En vue du déclin rapide de la biodiversité à l’échelle mondiale, différents accords et conventions internationaux (objectifs d’Aichi, objectifs de développement durable des Nations Unies, …) ont été mis en œuvre en faveur de la protection et de la sauvegarde des espèces. Des plateformes et outils spécialisés ont été développés pour évaluer les avancées des efforts de conservation, tels que la liste rouge de l’Union Internationale pour la Conservation de la Nature (UICN). Cette plateforme est largement reconnue en tant que baromètre de référence mondiale pour le statut de conservation des espèces.

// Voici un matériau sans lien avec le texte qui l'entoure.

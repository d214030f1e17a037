use scf_registry::RegistryError;
use thiserror::Error;

/// Endpoint reconciler errors.
#[derive(Debug, Error)]
pub enum EndpointReconcileError {
    /// No live lease in our service group; writing would erase every address.
    #[error("no API server leases listed for service group '{service_group_id}', refusing to erase endpoints")]
    NoLeases { service_group_id: String },

    #[error("registry error: {0}")]
    Registry(#[from] RegistryError),
}

impl EndpointReconcileError {
    /// Whether the next pass may succeed without intervention.
    pub fn is_transient(&self) -> bool {
        match self {
            Self::NoLeases { .. } => true,
            Self::Registry(e) => e.is_transient() || e.is_conflict(),
        }
    }
}

pub type Result<T> = std::result::Result<T, EndpointReconcileError>;
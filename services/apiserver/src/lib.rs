//! SCF API server endpoint reconciler
//!
//! Keeps the bootstrap `kubernetes` endpoints listing every live API server
//! of a service group. Each server renews a TTL lease in the registry and
//! rewrites only its own group's subset.

pub mod config;
pub mod error;
pub mod reconciler;

pub use error::{EndpointReconcileError, Result};
pub use reconciler::{LeaseEndpointReconciler, ReconcileOutcome, ReconcilerConfig};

Cependant, les évaluations comportent des incertitudes en raison du manque de données, surtout concernant les insectes. Pourtant, les invertébrés — dont 90% sont des insectes — incluent 97% des espèces animales. De plus, les insectes doivent figurer dans les efforts de conservation autant que les plantes et les vertébrés, car ils fournissent des services écosystémiques vitaux (pollinisation, décomposition, apport de nutriments aux sols, etc.).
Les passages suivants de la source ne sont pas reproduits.